(Records from a data source)
- - -
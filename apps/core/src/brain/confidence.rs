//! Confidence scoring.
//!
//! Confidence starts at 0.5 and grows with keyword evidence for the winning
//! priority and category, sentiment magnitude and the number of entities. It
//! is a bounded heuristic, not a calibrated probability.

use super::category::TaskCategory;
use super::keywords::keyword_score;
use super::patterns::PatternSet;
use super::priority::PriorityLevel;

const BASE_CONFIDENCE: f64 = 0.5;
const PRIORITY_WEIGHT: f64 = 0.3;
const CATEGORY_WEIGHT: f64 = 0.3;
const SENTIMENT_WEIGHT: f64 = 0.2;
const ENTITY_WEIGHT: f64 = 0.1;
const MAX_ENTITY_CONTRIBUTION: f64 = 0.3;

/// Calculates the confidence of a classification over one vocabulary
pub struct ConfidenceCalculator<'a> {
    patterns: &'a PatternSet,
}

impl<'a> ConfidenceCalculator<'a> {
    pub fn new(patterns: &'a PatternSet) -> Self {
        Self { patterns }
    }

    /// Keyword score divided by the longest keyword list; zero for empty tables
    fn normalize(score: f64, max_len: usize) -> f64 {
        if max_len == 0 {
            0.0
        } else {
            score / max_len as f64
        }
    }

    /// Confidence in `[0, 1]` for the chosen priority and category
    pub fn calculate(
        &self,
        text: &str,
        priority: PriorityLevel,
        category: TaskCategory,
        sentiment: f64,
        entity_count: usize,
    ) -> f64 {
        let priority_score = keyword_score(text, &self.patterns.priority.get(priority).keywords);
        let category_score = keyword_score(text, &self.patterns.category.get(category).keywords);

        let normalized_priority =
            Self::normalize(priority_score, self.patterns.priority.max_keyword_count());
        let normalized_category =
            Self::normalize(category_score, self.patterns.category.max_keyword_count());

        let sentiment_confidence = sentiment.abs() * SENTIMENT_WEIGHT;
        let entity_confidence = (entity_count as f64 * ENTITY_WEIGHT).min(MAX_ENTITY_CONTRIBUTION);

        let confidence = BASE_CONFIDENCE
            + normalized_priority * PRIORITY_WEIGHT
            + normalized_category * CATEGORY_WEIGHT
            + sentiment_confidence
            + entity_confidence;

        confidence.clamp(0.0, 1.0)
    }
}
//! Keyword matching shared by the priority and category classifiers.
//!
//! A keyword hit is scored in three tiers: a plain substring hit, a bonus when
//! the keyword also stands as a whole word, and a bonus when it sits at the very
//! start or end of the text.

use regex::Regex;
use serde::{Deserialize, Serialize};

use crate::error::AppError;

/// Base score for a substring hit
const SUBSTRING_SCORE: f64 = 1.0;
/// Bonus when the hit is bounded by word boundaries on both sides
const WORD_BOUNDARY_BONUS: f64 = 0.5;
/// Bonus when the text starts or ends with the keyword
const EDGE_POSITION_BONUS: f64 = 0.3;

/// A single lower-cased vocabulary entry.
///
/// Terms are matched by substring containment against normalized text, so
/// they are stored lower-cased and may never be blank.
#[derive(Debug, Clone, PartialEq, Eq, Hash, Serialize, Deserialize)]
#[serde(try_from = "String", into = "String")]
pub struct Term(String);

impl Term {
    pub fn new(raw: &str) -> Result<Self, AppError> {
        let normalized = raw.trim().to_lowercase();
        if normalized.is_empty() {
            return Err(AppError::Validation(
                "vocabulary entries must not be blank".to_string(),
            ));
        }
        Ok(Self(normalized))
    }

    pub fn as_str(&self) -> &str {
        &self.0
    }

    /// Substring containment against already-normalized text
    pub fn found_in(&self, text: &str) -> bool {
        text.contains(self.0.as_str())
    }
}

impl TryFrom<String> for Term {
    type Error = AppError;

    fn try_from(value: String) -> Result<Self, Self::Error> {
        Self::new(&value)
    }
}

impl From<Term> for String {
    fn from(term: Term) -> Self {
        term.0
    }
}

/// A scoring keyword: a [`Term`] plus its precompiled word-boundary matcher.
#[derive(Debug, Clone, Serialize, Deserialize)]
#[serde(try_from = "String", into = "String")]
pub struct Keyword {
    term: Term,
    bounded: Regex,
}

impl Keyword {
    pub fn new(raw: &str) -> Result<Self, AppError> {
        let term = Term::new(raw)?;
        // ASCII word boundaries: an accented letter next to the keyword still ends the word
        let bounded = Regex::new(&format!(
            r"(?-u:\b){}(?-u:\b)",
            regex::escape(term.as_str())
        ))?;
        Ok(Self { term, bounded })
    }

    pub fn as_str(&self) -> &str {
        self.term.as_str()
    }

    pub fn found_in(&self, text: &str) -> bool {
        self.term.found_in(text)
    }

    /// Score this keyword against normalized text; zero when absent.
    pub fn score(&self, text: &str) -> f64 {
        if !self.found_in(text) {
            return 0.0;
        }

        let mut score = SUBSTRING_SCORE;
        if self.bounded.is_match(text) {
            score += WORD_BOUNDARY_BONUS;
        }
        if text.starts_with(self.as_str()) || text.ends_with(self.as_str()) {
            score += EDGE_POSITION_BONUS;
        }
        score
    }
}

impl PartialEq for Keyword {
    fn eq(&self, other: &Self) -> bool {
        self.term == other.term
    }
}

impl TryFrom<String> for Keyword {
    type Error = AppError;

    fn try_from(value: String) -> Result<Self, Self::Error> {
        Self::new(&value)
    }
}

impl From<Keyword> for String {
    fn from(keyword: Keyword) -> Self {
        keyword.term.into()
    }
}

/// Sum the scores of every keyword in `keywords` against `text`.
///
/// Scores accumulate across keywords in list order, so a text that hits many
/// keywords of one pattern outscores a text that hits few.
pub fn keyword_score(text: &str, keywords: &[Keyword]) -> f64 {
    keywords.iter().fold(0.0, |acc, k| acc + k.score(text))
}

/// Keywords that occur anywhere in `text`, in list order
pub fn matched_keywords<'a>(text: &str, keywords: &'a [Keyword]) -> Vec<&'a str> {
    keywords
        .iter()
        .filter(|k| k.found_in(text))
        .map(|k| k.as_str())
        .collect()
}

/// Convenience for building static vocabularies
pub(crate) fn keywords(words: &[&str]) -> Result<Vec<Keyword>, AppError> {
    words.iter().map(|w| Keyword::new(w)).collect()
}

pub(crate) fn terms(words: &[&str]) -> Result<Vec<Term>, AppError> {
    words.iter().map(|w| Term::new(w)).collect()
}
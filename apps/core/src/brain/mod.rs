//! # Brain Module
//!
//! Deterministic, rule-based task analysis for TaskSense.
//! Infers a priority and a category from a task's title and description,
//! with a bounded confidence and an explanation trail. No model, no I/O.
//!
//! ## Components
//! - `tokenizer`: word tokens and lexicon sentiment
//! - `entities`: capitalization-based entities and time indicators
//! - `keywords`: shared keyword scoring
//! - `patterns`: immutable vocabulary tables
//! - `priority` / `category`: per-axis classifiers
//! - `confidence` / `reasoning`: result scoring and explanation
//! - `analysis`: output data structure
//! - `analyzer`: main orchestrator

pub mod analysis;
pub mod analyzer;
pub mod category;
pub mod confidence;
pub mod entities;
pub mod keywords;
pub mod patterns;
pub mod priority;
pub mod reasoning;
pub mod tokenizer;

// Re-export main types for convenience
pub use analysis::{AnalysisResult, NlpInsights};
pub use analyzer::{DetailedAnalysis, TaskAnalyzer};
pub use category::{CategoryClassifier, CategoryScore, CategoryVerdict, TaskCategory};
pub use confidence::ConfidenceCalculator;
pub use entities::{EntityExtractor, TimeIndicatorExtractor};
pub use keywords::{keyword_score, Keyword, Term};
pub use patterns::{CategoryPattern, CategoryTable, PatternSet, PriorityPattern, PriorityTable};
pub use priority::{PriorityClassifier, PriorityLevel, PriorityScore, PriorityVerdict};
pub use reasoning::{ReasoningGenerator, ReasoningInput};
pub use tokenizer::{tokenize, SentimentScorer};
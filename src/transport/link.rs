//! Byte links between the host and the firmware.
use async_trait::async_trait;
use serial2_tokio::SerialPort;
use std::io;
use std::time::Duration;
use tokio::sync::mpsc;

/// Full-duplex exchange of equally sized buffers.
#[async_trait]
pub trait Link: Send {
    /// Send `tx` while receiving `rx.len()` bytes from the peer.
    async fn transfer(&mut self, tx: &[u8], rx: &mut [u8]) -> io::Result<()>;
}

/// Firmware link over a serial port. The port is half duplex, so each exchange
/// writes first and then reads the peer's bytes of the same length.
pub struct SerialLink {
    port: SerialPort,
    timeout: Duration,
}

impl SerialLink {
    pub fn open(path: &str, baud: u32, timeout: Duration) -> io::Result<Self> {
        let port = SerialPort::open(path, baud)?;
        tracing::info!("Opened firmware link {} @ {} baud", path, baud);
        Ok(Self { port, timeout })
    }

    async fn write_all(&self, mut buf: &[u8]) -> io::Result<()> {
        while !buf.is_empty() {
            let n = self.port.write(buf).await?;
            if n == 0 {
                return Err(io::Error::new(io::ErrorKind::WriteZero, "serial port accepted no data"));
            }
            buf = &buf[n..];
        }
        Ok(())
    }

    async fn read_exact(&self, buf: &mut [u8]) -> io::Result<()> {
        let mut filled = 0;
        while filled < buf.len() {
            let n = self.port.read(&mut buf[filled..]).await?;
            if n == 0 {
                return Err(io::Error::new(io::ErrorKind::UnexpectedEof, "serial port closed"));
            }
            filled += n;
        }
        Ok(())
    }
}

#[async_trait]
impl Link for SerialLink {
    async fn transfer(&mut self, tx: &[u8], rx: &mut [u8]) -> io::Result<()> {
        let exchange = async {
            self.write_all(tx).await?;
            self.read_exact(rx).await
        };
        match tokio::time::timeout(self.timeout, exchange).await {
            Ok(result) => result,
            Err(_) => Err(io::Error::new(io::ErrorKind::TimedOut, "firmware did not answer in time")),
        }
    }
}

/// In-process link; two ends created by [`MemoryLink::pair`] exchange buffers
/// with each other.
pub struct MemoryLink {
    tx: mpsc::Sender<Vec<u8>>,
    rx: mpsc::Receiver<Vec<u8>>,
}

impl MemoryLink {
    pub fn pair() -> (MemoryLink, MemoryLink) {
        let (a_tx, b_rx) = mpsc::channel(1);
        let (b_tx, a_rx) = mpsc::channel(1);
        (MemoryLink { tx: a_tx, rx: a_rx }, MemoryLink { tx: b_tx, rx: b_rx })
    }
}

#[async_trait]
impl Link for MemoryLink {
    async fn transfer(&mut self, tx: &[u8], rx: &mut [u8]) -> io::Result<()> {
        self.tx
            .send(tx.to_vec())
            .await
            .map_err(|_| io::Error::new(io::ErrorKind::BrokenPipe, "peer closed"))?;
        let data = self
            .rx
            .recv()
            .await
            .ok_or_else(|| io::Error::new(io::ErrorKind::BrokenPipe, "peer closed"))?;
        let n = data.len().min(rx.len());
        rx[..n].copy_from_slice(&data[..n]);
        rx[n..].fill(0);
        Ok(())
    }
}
- - -
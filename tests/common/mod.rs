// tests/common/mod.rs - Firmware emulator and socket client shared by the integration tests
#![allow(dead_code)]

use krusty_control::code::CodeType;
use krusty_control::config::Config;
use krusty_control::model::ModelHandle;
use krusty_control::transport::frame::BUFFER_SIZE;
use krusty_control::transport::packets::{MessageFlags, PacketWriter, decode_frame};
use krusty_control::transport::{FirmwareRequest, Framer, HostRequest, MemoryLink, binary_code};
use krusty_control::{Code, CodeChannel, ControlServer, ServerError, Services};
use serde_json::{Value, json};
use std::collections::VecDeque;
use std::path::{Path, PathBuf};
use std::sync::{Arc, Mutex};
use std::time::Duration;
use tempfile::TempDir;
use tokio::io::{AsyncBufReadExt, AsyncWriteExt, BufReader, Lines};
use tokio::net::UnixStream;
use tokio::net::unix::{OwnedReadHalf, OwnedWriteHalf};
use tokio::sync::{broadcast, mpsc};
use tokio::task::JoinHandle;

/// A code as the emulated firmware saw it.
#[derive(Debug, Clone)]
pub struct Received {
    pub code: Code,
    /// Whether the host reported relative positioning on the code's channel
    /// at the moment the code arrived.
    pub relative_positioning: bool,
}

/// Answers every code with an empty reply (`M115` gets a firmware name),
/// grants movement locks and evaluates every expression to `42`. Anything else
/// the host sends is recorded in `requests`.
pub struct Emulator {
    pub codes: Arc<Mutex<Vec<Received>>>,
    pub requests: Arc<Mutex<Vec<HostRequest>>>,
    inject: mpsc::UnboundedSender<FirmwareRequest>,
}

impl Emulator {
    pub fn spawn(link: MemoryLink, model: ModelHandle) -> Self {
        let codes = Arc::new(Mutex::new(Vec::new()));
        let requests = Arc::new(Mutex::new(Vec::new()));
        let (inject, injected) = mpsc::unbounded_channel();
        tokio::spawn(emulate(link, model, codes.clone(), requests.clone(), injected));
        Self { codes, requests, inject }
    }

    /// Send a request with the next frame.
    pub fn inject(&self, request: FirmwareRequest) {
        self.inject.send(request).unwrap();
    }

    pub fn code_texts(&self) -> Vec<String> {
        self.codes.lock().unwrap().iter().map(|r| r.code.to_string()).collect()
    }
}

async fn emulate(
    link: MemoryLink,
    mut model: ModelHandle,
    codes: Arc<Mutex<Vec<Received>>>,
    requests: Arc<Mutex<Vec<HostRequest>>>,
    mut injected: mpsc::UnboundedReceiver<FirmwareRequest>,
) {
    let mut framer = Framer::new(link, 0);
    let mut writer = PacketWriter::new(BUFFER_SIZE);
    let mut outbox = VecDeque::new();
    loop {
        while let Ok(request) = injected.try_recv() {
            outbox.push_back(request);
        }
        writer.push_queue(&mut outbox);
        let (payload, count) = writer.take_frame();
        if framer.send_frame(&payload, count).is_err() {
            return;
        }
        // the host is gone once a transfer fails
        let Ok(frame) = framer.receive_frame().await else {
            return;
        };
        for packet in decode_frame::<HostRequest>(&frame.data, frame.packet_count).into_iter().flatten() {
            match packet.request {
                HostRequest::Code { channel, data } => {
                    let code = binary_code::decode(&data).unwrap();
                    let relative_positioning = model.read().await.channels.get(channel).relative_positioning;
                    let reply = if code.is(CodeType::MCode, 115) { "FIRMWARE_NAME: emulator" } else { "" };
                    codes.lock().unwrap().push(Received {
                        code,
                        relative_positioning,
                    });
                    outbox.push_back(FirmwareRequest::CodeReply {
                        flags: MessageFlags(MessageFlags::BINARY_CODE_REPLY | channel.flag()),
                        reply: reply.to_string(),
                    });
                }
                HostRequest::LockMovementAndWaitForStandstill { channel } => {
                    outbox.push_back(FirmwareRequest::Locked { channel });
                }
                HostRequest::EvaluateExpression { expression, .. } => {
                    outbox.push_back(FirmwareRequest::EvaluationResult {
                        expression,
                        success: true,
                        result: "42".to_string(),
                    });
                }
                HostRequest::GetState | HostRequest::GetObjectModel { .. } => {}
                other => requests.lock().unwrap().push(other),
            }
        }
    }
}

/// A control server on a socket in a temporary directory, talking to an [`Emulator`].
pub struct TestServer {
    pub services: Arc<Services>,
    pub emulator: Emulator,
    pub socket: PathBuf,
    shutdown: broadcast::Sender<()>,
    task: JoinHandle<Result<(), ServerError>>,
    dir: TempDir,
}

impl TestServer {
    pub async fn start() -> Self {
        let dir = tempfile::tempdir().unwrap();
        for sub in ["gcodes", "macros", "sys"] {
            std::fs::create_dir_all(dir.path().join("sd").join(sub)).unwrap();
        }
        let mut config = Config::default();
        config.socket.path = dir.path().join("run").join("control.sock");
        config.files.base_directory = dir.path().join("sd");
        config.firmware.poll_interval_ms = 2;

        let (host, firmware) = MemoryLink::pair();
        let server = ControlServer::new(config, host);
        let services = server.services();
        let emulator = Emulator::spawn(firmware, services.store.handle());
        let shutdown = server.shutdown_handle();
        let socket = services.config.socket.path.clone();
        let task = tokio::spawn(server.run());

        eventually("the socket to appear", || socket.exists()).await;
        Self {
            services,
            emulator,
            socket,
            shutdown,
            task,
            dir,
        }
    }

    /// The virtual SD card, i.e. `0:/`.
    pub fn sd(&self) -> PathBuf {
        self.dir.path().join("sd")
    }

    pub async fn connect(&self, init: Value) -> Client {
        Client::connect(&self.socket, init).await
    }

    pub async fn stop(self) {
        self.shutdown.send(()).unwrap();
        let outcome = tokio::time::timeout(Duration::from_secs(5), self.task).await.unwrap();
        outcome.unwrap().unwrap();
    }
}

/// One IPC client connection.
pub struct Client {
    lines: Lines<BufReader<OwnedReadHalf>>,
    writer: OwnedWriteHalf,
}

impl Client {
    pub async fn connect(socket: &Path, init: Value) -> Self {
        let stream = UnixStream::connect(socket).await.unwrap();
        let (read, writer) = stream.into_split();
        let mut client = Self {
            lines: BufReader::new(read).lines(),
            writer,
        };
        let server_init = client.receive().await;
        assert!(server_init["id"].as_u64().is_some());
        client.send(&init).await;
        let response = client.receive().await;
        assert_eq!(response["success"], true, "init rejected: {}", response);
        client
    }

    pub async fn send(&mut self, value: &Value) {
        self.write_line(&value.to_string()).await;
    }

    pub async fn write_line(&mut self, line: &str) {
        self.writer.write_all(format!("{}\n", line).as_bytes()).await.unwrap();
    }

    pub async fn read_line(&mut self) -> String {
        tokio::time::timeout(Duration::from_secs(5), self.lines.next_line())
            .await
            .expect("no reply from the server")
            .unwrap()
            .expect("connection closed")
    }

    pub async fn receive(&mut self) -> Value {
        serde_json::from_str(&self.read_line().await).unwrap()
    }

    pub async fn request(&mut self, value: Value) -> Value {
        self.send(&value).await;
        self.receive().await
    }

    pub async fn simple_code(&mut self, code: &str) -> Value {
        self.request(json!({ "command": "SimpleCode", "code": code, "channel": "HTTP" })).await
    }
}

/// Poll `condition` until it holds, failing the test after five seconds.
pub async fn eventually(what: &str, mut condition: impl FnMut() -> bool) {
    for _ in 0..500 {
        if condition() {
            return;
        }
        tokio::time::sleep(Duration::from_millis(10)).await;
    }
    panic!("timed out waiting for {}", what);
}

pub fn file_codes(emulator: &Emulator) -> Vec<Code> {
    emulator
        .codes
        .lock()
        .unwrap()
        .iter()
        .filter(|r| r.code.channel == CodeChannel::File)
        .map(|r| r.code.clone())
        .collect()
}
- - -
**About this exercise**. Every line above from the line with "[u8]) -> io::Result<()>;" to the line with "pub fn open(path: &str, baud: u32, timeout: Duration)", both included, must be reproduced exactly, and no other line may appear.

**Solution to this problem**.
    async fn transfer(&mut self, tx: &[u8], rx: &mut [u8]) -> io::Result<()>;
}

/// Firmware link over a serial port. The port is half duplex, so each exchange
/// writes first and then reads the peer's bytes of the same length.
pub struct SerialLink {
    port: SerialPort,
    timeout: Duration,
}

impl SerialLink {
    pub fn open(path: &str, baud: u32, timeout: Duration) -> io::Result<Self> {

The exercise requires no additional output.